Newborn Bloodspot Screening

Rare Voices Australia (RVA) was pleased to have two oral presentation abstracts accepted for the meeting. Louise Healy, RVA’s Education and Advocacy Manager, spoke at one of the Australasian Society for Inborn Errors of Metabolism Special Interest Group (ASIEM-SIG) sessions about The Changing Face of Newborn Screening – A Rare Disease Sector Forum hosted by RVA on 16 June 2022. This session brought together researchers recently awarded funding through the Medical Research Futures Fund, Genomics Health Futures Mission (Stream 2) grants (MRFF-GHFM grants), focused on research into genomic newborn screening (gNBS). RVA is a research partner on four of these projects.

With support from Australian Genomics, the recipients of these MRFF-GHFM grants have come together to form the GenSCAN Consortium (GenSCAN). GenSCAN is led by A/Prof Michael Gabbett from Queensland University of Technology’s Centre for Genomics and Personalised Health.  

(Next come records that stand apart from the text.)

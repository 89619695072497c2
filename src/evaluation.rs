//! Deku - Position Evaluation Module
//!
//! Static evaluation of a position for one side:
//! - Draws score zero
//! - A missing king is a terminal win or loss
//! - Material
//! - Mobility (one point per reachable or attacked square)
//! - The value of a piece captured on the last move

use crate::board::{Board, Move};
use crate::move_generator::MoveGenerator;
use crate::types::*;

/// Score of a won position (opponent's king gone)
pub const MATE_SCORE: i32 = 1000;

// ============================================================================
// PIECE VALUES
// ============================================================================

/// Material weight indexed by piece magnitude
pub const PIECE_VALUES: [i32; 10] = [
    0,  // EMPTY
    2,  // PAWN
    2,  // EN_PASSANT_PAWN
    14, // ROOK
    14, // CASTLE_ROOK
    8,  // KNIGHT
    13, // BISHOP
    27, // QUEEN
    0,  // KING
    0,  // CASTLE_KING
];

/// Material weight of a piece, regardless of color
#[inline]
pub fn piece_value(piece: Piece) -> i32 {
    PIECE_VALUES[magnitude(piece) as usize]
}

/// Number of squares the piece on `sq` can move to or capture on
fn count_mobility(
    generator: &MoveGenerator,
    board: &Board,
    sq: Square,
    buffer: &mut Vec<Move>,
) -> i32 {
    buffer.clear();
    generator.generate_piece_moves(board, sq, buffer);
    buffer.len() as i32
}

// ============================================================================
// MAIN EVALUATION FUNCTION
// ============================================================================

/// Evaluate the position from `perspective`'s point of view (positive means
/// `perspective` is better)
pub fn evaluate(board: &Board, perspective: Color) -> i32 {
    if board.is_draw() {
        return 0;
    }

    if board.find_king(!perspective).is_none() {
        return MATE_SCORE;
    }
    if board.find_king(perspective).is_none() {
        return -MATE_SCORE;
    }

    let generator = MoveGenerator::new();
    let mut buffer = Vec::with_capacity(32);
    let mut score = 0;

    for sq in Square::all() {
        let piece = board.piece_at(sq);
        let Some(owner) = color_of(piece) else { continue };

        let mut term = piece_value(piece) + count_mobility(&generator, board, sq, &mut buffer);

        // Bonus for the piece that just captured on this square
        let before = board.previous_piece_at(sq);
        if is_enemy(before, owner) {
            term += piece_value(before);
        }

        if owner == perspective {
            score += term;
        } else {
            score -= term;
        }
    }

    score
}
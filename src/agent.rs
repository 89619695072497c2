//! Deku - Playing agent
//!
//! An agent plays one color. It searches the live board (sequentially or on
//! a worker pool, per its configuration) and commits the chosen move through
//! the board's move executor, so an agent can never play an illegal move.

use std::time::Duration;

use tracing::{info, warn};

use crate::board::{Board, Move};
use crate::config::AgentConfig;
use crate::parallel_search::ParallelSearchEngine;
use crate::search::{SearchEngine, SearchResult};
use crate::types::Color;

pub struct Agent {
    color: Color,
    config: AgentConfig,
    last_search: Option<SearchResult>,
}

impl Agent {
    pub fn new(color: Color, config: AgentConfig) -> Self {
        Agent {
            color,
            config,
            last_search: None,
        }
    }

    pub fn color(&self) -> Color {
        self.color
    }

    pub fn config(&self) -> &AgentConfig {
        &self.config
    }

    /// Result of the most recent search, if any
    pub fn last_search(&self) -> Option<&SearchResult> {
        self.last_search.as_ref()
    }

    /// Search `board` for this agent's side without touching it
    pub fn choose_move(&self, board: &Board, budget: Duration) -> SearchResult {
        let depth_limit = self.config.depth_limit();
        if self.config.parallel {
            ParallelSearchEngine::new(self.color, depth_limit, self.config.worker_threads()).search(board, budget)
        } else {
            SearchEngine::new(self.color, depth_limit).search(board, budget)
        }
    }

    /// Search and play a move on `board` within `budget`. Returns the move
    /// played, or `None` when it is not this agent's turn or no legal move
    /// exists.
    pub fn make_move(&mut self, board: &mut Board, budget: Duration) -> Option<Move> {
        if board.side_to_move() != self.color {
            warn!(agent = %self.color, to_move = %board.side_to_move(), "not this agent's turn");
            return None;
        }

        let result = self.choose_move(board, budget);
        self.last_search = Some(result);

        let Some(mv) = result.best_move else {
            warn!(agent = %self.color, "no legal moves");
            return None;
        };

        match board.try_move(mv) {
            Ok(()) => {
                info!(
                    agent = %self.color,
                    mv = %mv,
                    score = result.score,
                    depth = result.depth,
                    nodes = result.nodes,
                    "move played"
                );
                Some(mv)
            }
            Err(err) => {
                warn!(agent = %self.color, %err, "search produced a rejected move");
                None
            }
        }
    }

    /// `make_move` with the configured time budget
    pub fn play(&mut self, board: &mut Board) -> Option<Move> {
        let budget = self.config.search_time();
        self.make_move(board, budget)
    }
}

#[cfg(test)]
mod tests {
    use super::*;
    use crate::move_generator::MoveGenerator;
    use crate::types::*;

    fn quick_config(parallel: bool) -> AgentConfig {
        AgentConfig {
            search_time_ms: 200,
            max_depth: Some(2),
            parallel,
            ..AgentConfig::default()
        }
    }

    #[test]
    fn test_agent_plays_legal_move() {
        let mut board = Board::new();
        let legal = MoveGenerator::new().generate_legal_moves(&board, Color::White);
        let mut agent = Agent::new(Color::White, quick_config(false));

        let mv = agent.play(&mut board).unwrap();
        assert!(legal.contains(&mv));
        assert_eq!(board.side_to_move(), Color::Black);
        assert_eq!(agent.last_search().and_then(|r| r.best_move), Some(mv));
    }

    #[test]
    fn test_agent_waits_for_its_turn() {
        let mut board = Board::new();
        let before = board;
        let mut agent = Agent::new(Color::Black, quick_config(false));
        assert_eq!(agent.play(&mut board), None);
        assert_eq!(board, before);
    }

    #[test]
    fn test_agent_without_moves() {
        let mut grid = [[EMPTY; 8]; 8];
        grid[0][7] = -KING; // a8
        grid[2][6] = KING; // c7
        grid[1][5] = QUEEN; // b6
        let mut board = Board::from_layout(grid, Color::Black).unwrap();
        let mut agent = Agent::new(Color::Black, quick_config(false));
        assert_eq!(agent.play(&mut board), None);
        assert_eq!(board.side_to_move(), Color::Black);
    }

    #[test]
    fn test_parallel_agent_plays() {
        let mut board = Board::new();
        let mut white = Agent::new(Color::White, quick_config(true));
        let mut black = Agent::new(Color::Black, quick_config(true));
        assert!(white.play(&mut board).is_some());
        assert!(black.play(&mut board).is_some());
        assert_eq!(board.side_to_move(), Color::White);
    }

    #[test]
    fn test_zero_budget_agent_still_moves() {
        let mut board = Board::new();
        let mut agent = Agent::new(Color::White, AgentConfig::default());
        assert!(agent.make_move(&mut board, Duration::ZERO).is_some());
    }
}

The purpose of GenSCAN is to provide a collaborative forum for those involved in advancing the interrogation of genomics into NBS programs in Australia. The core objective of GenSCAN is to allow members to collaborate to learn from each other’s research projects and maximise the outputs of the MRFF-GHFM grants. As the expertise of the membership grows, GenSCAN will apply its exponential knowledge in gNBS to provide independent advice on issues emerging nationally and internationally in the area of gNBS. Hear from and learn about these projects directly from the lead researchers.

Rare Disease Workforce

Dr Falak Helwani, RVA’s Research and Evaluation Manger, also spoke in an ASIEM SIG session about the Rare Metabolic Disease Workforce White Paper: Towards a Strengthened Rare Disease Workforce for Australia and the National Strategy for Australia’s Rare Metabolic Workforce, which will be released in 2023. During this session, Dr Kris Elvidge from RVA Partner, Childhood Dementia Initiative (CDI), delivered a moving presentation on the impact of childhood dementia. This freely accessible PowerPoint presentation is part of a suite of resources created by CDI with funding from the Australian Government to raise awareness of childhood dementia among healthcare professionals. Several RVA Partners also attended the meeting.

RVA would like to thank the organisers of the meeting for the opportunity to share our work progressing the collaborative implementation of the National Strategic Action Plan for Rare Diseases and congratulate HGSA and everyone who contributed on a fantastic event.